[Problem]: From the records below, give the number of lines that contain the string "rotterdam", without any other text.

*** Data for this task Section Begins ***

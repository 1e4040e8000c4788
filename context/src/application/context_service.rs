// Copyright (c) 2026 100monkeys.ai
// SPDX-License-Identifier: AGPL-3.0
//! # ContextStore — Living Index over Streaming Events
//!
//! Application service for the RETRIEVE stage. Insert and query interleave
//! freely against the shared repository; there is no rebuild phase. A query
//! never observes a partially inserted entry (the repository guarantees
//! atomic insert visibility), and a fresh query always recomputes its
//! ranking from current state.
//!
//! ## Ranking
//!
//! Results are ordered by `combined_score`: cosine similarity to the anchor
//! text, down-weighted by an exponential recency decay over the query's time
//! window. Entries older than the retention horizon are logically expired:
//! excluded from every result set and physically removed by the
//! [`ContextPruner`](crate::application::pruner::ContextPruner) off the hot
//! path.

use std::sync::Arc;

use async_trait::async_trait;
use anyhow::Result;
use chrono::{DateTime, Duration, Utc};
use std::collections::HashMap;
use tracing::debug;

use crate::domain::{combined_score, ContextEvent, EntryId, NewEntry, ScoredEntry};
use crate::infrastructure::{Embedder, EntryFilter, EntryRepository};

/// Event bus trait for publishing domain events
#[async_trait]
pub trait EventSink: Send + Sync {
    async fn publish(&self, event: ContextEvent) -> Result<()>;
}

/// Sink that drops everything; used when no telemetry bus is attached.
pub struct NoopEventSink;

#[async_trait]
impl EventSink for NoopEventSink {
    async fn publish(&self, _event: ContextEvent) -> Result<()> {
        Ok(())
    }
}

/// Parameters for a retrieval query.
#[derive(Debug, Clone)]
pub struct ContextQuery {
    /// Free text the results should be semantically close to.
    pub anchor: String,
    /// Route the retrieval is scoped to, if any.
    pub route_scope: Option<String>,
    /// How far back the query looks; also parameterizes the recency decay.
    pub time_window: Duration,
    pub limit: usize,
}

/// Frequency analysis over the live window.
#[derive(Debug, Clone, serde::Serialize)]
pub struct TrendReport {
    pub total_entries: usize,
    /// Locations ranked by event count, most frequent first (top 5).
    pub hotspots: Vec<(String, usize)>,
    pub by_category: HashMap<String, usize>,
    /// Locations with at least `recurrence_threshold` occurrences.
    pub recurring_locations: Vec<String>,
}

/// ContextStore interface
#[async_trait]
pub trait ContextStore: Send + Sync {
    /// Embed and insert; the entry is queryable when this returns.
    async fn index(&self, entry: NewEntry) -> Result<EntryId>;

    /// Similarity+recency ranked retrieval, most relevant first.
    async fn query(&self, query: ContextQuery) -> Result<Vec<ScoredEntry>>;

    /// Frequency analysis over entries inside the trend window.
    async fn trends(&self) -> Result<TrendReport>;

    /// Remove entries past the retention horizon. Returns the count.
    async fn prune_expired(&self) -> Result<usize>;
}

/// Standard implementation of ContextStore
pub struct StandardContextStore {
    repo: Arc<dyn EntryRepository>,
    embedder: Arc<dyn Embedder>,
    event_sink: Arc<dyn EventSink>,
    /// Entries older than this never appear in results.
    retention_horizon: Duration,
    /// Window used by `trends`.
    trend_window: Duration,
    recurrence_threshold: usize,
}

impl StandardContextStore {
    pub fn new(
        repo: Arc<dyn EntryRepository>,
        embedder: Arc<dyn Embedder>,
        event_sink: Arc<dyn EventSink>,
    ) -> Self {
        Self {
            repo,
            embedder,
            event_sink,
            retention_horizon: Duration::days(7),
            trend_window: Duration::hours(24),
            recurrence_threshold: 3,
        }
    }

    pub fn with_retention_horizon(mut self, horizon: Duration) -> Self {
        self.retention_horizon = horizon;
        self
    }

    pub fn with_trend_window(mut self, window: Duration) -> Self {
        self.trend_window = window;
        self
    }

    pub fn with_recurrence_threshold(mut self, threshold: usize) -> Self {
        self.recurrence_threshold = threshold;
        self
    }

    fn horizon_cutoff(&self) -> DateTime<Utc> {
        Utc::now() - self.retention_horizon
    }
}

#[async_trait]
impl ContextStore for StandardContextStore {
    async fn index(&self, entry: NewEntry) -> Result<EntryId> {
        let embedding = self.embedder.embed(&entry.text).await?;
        let stored = crate::domain::ContextEntry::from_new(entry);
        let route_scope = stored.route_scope.clone();
        let category = stored.category.clone();

        let id = self.repo.insert(stored, embedding).await?;

        self.event_sink
            .publish(ContextEvent::EntryIndexed {
                entry_id: id,
                route_scope,
                category,
                timestamp: Utc::now(),
            })
            .await?;

        Ok(id)
    }

    async fn query(&self, query: ContextQuery) -> Result<Vec<ScoredEntry>> {
        let anchor_embedding = self.embedder.embed(&query.anchor).await?;

        // The window never reaches past the retention horizon.
        let window_cutoff = Utc::now() - query.time_window;
        let occurred_after = window_cutoff.max(self.horizon_cutoff());

        let filter = EntryFilter {
            route_scope: query.route_scope.clone(),
            occurred_after,
        };

        // Overfetch so the recency re-rank has candidates to demote.
        let candidates = self
            .repo
            .search_similar(&anchor_embedding, &filter, query.limit * 5)
            .await?;

        let now = Utc::now();
        let mut scored: Vec<ScoredEntry> = candidates
            .into_iter()
            .map(|(entry, similarity)| {
                let age = now - entry.occurred_at;
                let score = combined_score(similarity, age, query.time_window);
                ScoredEntry {
                    entry,
                    similarity,
                    score,
                }
            })
            .collect();

        scored.sort_by(|a, b| b.score.partial_cmp(&a.score).unwrap_or(std::cmp::Ordering::Equal));
        scored.truncate(query.limit);

        debug!(
            results = scored.len(),
            route_scope = ?query.route_scope,
            "Context query completed"
        );

        Ok(scored)
    }

    async fn trends(&self) -> Result<TrendReport> {
        let cutoff = (Utc::now() - self.trend_window).max(self.horizon_cutoff());
        let entries = self.repo.scan(cutoff).await?;

        let mut location_freq: HashMap<String, usize> = HashMap::new();
        let mut by_category: HashMap<String, usize> = HashMap::new();

        for entry in &entries {
            if let Some(location) = &entry.location {
                *location_freq.entry(location.clone()).or_insert(0) += 1;
            }
            *by_category.entry(entry.category.clone()).or_insert(0) += 1;
        }

        let mut hotspots: Vec<(String, usize)> = location_freq.iter().map(|(l, c)| (l.clone(), *c)).collect();
        hotspots.sort_by(|a, b| b.1.cmp(&a.1).then_with(|| a.0.cmp(&b.0)));
        hotspots.truncate(5);

        let mut recurring_locations: Vec<String> = location_freq
            .into_iter()
            .filter(|(_, count)| *count >= self.recurrence_threshold)
            .map(|(location, _)| location)
            .collect();
        recurring_locations.sort();

        Ok(TrendReport {
            total_entries: entries.len(),
            hotspots,
            by_category,
            recurring_locations,
        })
    }

    async fn prune_expired(&self) -> Result<usize> {
        let pruned = self.repo.delete_older_than(self.horizon_cutoff()).await?;
        if pruned > 0 {
            self.event_sink
                .publish(ContextEvent::EntriesPruned {
                    pruned_count: pruned,
                    timestamp: Utc::now(),
                })
                .await?;
        }
        Ok(pruned)
    }
}

#[cfg(test)]
mod tests {
    use super::*;
    use crate::infrastructure::{HashingEmbedder, InMemoryEntryRepository};

    fn store() -> StandardContextStore {
        StandardContextStore::new(
            Arc::new(InMemoryEntryRepository::new()),
            Arc::new(HashingEmbedder::default()),
            Arc::new(NoopEventSink),
        )
    }

    fn entry(route: Option<&str>, category: &str, location: Option<&str>, text: &str, age: Duration) -> NewEntry {
        NewEntry {
            route_scope: route.map(String::from),
            category: category.into(),
            location: location.map(String::from),
            text: text.into(),
            occurred_at: Utc::now() - age,
        }
    }

    #[tokio::test]
    async fn test_index_is_immediately_queryable() {
        let store = store();
        store
            .index(entry(None, "port_strike", Some("Rotterdam"), "port strike at rotterdam", Duration::zero()))
            .await
            .unwrap();

        let results = store
            .query(ContextQuery {
                anchor: "strike rotterdam".into(),
                route_scope: None,
                time_window: Duration::hours(24),
                limit: 5,
            })
            .await
            .unwrap();

        assert_eq!(results.len(), 1);
        assert!(results[0].score > 0.0);
    }

    #[tokio::test]
    async fn test_recency_breaks_similarity_ties() {
        let store = store();
        // Identical text, different ages: the fresh one must rank first.
        store
            .index(entry(None, "weather", None, "cyclone warning indian ocean", Duration::hours(20)))
            .await
            .unwrap();
        store
            .index(entry(None, "weather", None, "cyclone warning indian ocean", Duration::minutes(5)))
            .await
            .unwrap();

        let results = store
            .query(ContextQuery {
                anchor: "cyclone indian ocean".into(),
                route_scope: None,
                time_window: Duration::hours(24),
                limit: 5,
            })
            .await
            .unwrap();

        assert_eq!(results.len(), 2);
        assert!(results[0].entry.occurred_at > results[1].entry.occurred_at);
        assert!(results[0].score > results[1].score);
    }

    #[tokio::test]
    async fn test_window_excludes_old_entries() {
        let store = store();
        store
            .index(entry(None, "weather", None, "old cyclone report", Duration::hours(48)))
            .await
            .unwrap();

        let results = store
            .query(ContextQuery {
                anchor: "cyclone".into(),
                route_scope: None,
                time_window: Duration::hours(24),
                limit: 5,
            })
            .await
            .unwrap();

        assert!(results.is_empty());
    }

    #[tokio::test]
    async fn test_route_scoping() {
        let store = store();
        store
            .index(entry(Some("route-a"), "road_closure", None, "highway closure near salem", Duration::zero()))
            .await
            .unwrap();

        let foreign = store
            .query(ContextQuery {
                anchor: "highway closure".into(),
                route_scope: Some("route-b".into()),
                time_window: Duration::hours(24),
                limit: 5,
            })
            .await
            .unwrap();
        assert!(foreign.is_empty());

        let scoped = store
            .query(ContextQuery {
                anchor: "highway closure".into(),
                route_scope: Some("route-a".into()),
                time_window: Duration::hours(24),
                limit: 5,
            })
            .await
            .unwrap();
        assert_eq!(scoped.len(), 1);
    }

    #[tokio::test]
    async fn test_trends_and_recurrence() {
        let store = store().with_recurrence_threshold(2);
        for _ in 0..3 {
            store
                .index(entry(None, "port_strike", Some("Chennai"), "strike chennai", Duration::hours(1)))
                .await
                .unwrap();
        }
        store
            .index(entry(None, "weather", Some("Mumbai"), "storm mumbai", Duration::hours(1)))
            .await
            .unwrap();

        let report = store.trends().await.unwrap();
        assert_eq!(report.total_entries, 4);
        assert_eq!(report.hotspots[0].0, "Chennai");
        assert_eq!(report.by_category["port_strike"], 3);
        assert_eq!(report.recurring_locations, vec!["Chennai".to_string()]);
    }

    #[tokio::test]
    async fn test_prune_expired() {
        let store = store().with_retention_horizon(Duration::days(1));
        store
            .index(entry(None, "weather", None, "ancient storm", Duration::days(3)))
            .await
            .unwrap();
        store
            .index(entry(None, "weather", None, "fresh storm", Duration::zero()))
            .await
            .unwrap();

        let pruned = store.prune_expired().await.unwrap();
        assert_eq!(pruned, 1);
    }
}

*** Data for this task Section Ends ***

[Output of the task]: 2